A Finnish Summer with Turisas is a documentary film by and about the Finnish metal band Turisas, featuring live performances. It was released on 3 November 2008 in Europe and 25 November 2008 for the United States.

Professional ratings
Review scores
| Source | Rating |
| Metal.de | 9/10 |

==Critical reception==
Powermetal.de said the disc is a must-have for the fans of the band.
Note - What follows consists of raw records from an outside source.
use std::sync::Arc;
use std::time::Duration;

use spdlog::sink::{RotatingFileSink, RotationPolicy, StdStream, StdStreamSink};
use spdlog::{Level, LevelFilter, Logger, LoggerBuilder};

use crate::config::{Log, LogLevel};

impl From<LogLevel> for Level {
    fn from(value: LogLevel) -> Self {
        match value {
            LogLevel::Critical => Level::Critical,
            LogLevel::Error => Level::Error,
            LogLevel::Warn => Level::Warn,
            LogLevel::Info => Level::Info,
            LogLevel::Debug => Level::Debug,
            LogLevel::Trace => Level::Trace,
        }
    }
}

fn add_console_sinks(builder: &mut LoggerBuilder) -> spdlog::Result<()> {
    let stdout = Arc::new(StdStreamSink::builder()
        .std_stream(StdStream::Stdout)
        .level_filter(LevelFilter::MoreVerbose(Level::Warn))
        .build()?);

    let stderr = Arc::new(StdStreamSink::builder()
        .std_stream(StdStream::Stderr)
        .level_filter(LevelFilter::MoreSevereEqual(Level::Warn))
        .build()?);

    builder.sink(stdout).sink(stderr);

    Ok(())
}

/// Replaces the default logger according to the `[log]` table.
/// Without a location only the console sinks are installed.
pub fn configure_logger(log: &Log) -> spdlog::Result<()> {
    let mut builder = Logger::builder();

    if let Some(ref location) = log.location {
        let daily_sink = Arc::new(RotatingFileSink::builder()
            .base_path(location)
            .rotation_policy(RotationPolicy::Daily { hour: 0, minute: 0 })
            .max_files(30)
            .rotate_on_open(false)
            .build()?);
        builder.sink(daily_sink);
    }

    if log.log_to_console || log.location.is_none() {
        add_console_sinks(&mut builder)?;
    }

    let logger = Arc::new(builder.build()?);
    logger.set_flush_level_filter(LevelFilter::MoreSevereEqual(Level::Info));
    logger.set_flush_period(Some(Duration::from_secs(2)));
    logger.set_level_filter(LevelFilter::MoreSevereEqual(log.level.into()));

    spdlog::set_default_logger(logger);

    Ok(())
}

#[cfg(test)]
mod tests {
    use super::*;

    #[test]
    fn test_level_mapping() {
        assert_eq!(Level::from(LogLevel::Critical), Level::Critical);
        assert_eq!(Level::from(LogLevel::Warn), Level::Warn);
        assert_eq!(Level::from(LogLevel::Trace), Level::Trace);
    }
}
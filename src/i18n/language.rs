use std::fmt;
use std::fmt::{Display, Formatter};
use std::str::FromStr;

use serde::{Deserialize, Serialize};
use thiserror::Error;

/// Display languages of the blog. English is the authoring language,
/// Vietnamese an optional overlay.
#[derive(Debug, Copy, Clone, PartialEq, Eq, Hash, Serialize, Deserialize)]
pub enum Language {
    #[serde(rename = "en")]
    English,
    #[serde(rename = "vi")]
    Vietnamese,
}

/// Order matters: toggling walks this list.
pub const SUPPORTED_LANGUAGES: [Language; 2] = [Language::English, Language::Vietnamese];

pub const DEFAULT_LANGUAGE: Language = Language::English;

#[derive(Debug, Clone, PartialEq, Eq, Error)]
#[error("Unsupported language: {0}")]
pub struct UnsupportedLanguage(pub String);

impl Language {
    pub fn code(&self) -> &'static str {
        match self {
            Language::English => "en",
            Language::Vietnamese => "vi",
        }
    }

    pub fn native_name(&self) -> &'static str {
        match self {
            Language::English => "English",
            Language::Vietnamese => "Tiếng Việt",
        }
    }

    /// Exact, case-sensitive lookup among the supported codes.
    pub fn from_code(code: &str) -> Option<Language> {
        SUPPORTED_LANGUAGES.iter()
            .copied()
            .find(|lang| lang.code() == code)
    }

    /// Next language in `SUPPORTED_LANGUAGES`, wrapping around.
    pub fn next(&self) -> Language {
        let index = SUPPORTED_LANGUAGES.iter()
            .position(|lang| lang == self)
            .unwrap_or(0);
        SUPPORTED_LANGUAGES[(index + 1) % SUPPORTED_LANGUAGES.len()]
    }
}

impl Display for Language {
    fn fmt(&self, f: &mut Formatter<'_>) -> fmt::Result {
        write!(f, "{}", self.code())
    }
}

impl FromStr for Language {
    type Err = UnsupportedLanguage;

    fn from_str(s: &str) -> Result<Self, Self::Err> {
        Language::from_code(s).ok_or_else(|| UnsupportedLanguage(s.to_string()))
    }
}

/// Matches the language reported by the browser (`vi-VN`, `en_US`, `VI`)
/// against the supported set by its primary subtag.
pub fn detect_browser_language(browser_language: Option<&str>) -> Language {
    let Some(browser_language) = browser_language else {
        return DEFAULT_LANGUAGE;
    };

    let primary = browser_language
        .trim()
        .split(['-', '_'])
        .next()
        .unwrap_or_default()
        .to_lowercase();

    Language::from_code(&primary).unwrap_or(DEFAULT_LANGUAGE)
}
Exclaim! wrote: "A Finnish Summer with Turisas is one of the better metal DVDs I've seen lately [...]".

==Track listing==
Summer festival live performances:
1. As Torches Rise
2. To Holmgard and Beyond
3. A Portage to the Unknown
4. The Messenger
5. One More
6. In the Court of Jarisleif
7. Fields of Gold
8. The Dnieper Rapids
9. The Land of Hope and Glory
10. Miklagard Overture
11. Sahti-Waari
12. Rasputin
13. Battle Metal
Extras:
- 70-minute tour documentary
- Rasputin Music Video
- Blooper Reel
Limited edition includes:
- Warpaint colour card
- "Battle Metal 2008" 3"CD

===Recordings===
- Ruisrock 2008: "As Torches Rise", "In the Court of Jarisleif", "Rasputin"
- Nummirock 2008: "To Holmgard and Beyond", "One More", "The Dneiper Rapids", "Miklagard Overture", "Battle Metal"
- Ilosaarirock 2008: "A Portage to the Unknown", "Fields of Gold", "Sahti-Waari"
- Wanaja 2008: "The Messenger"
- Voimasointu 2008: "The Land of Hope and Glory"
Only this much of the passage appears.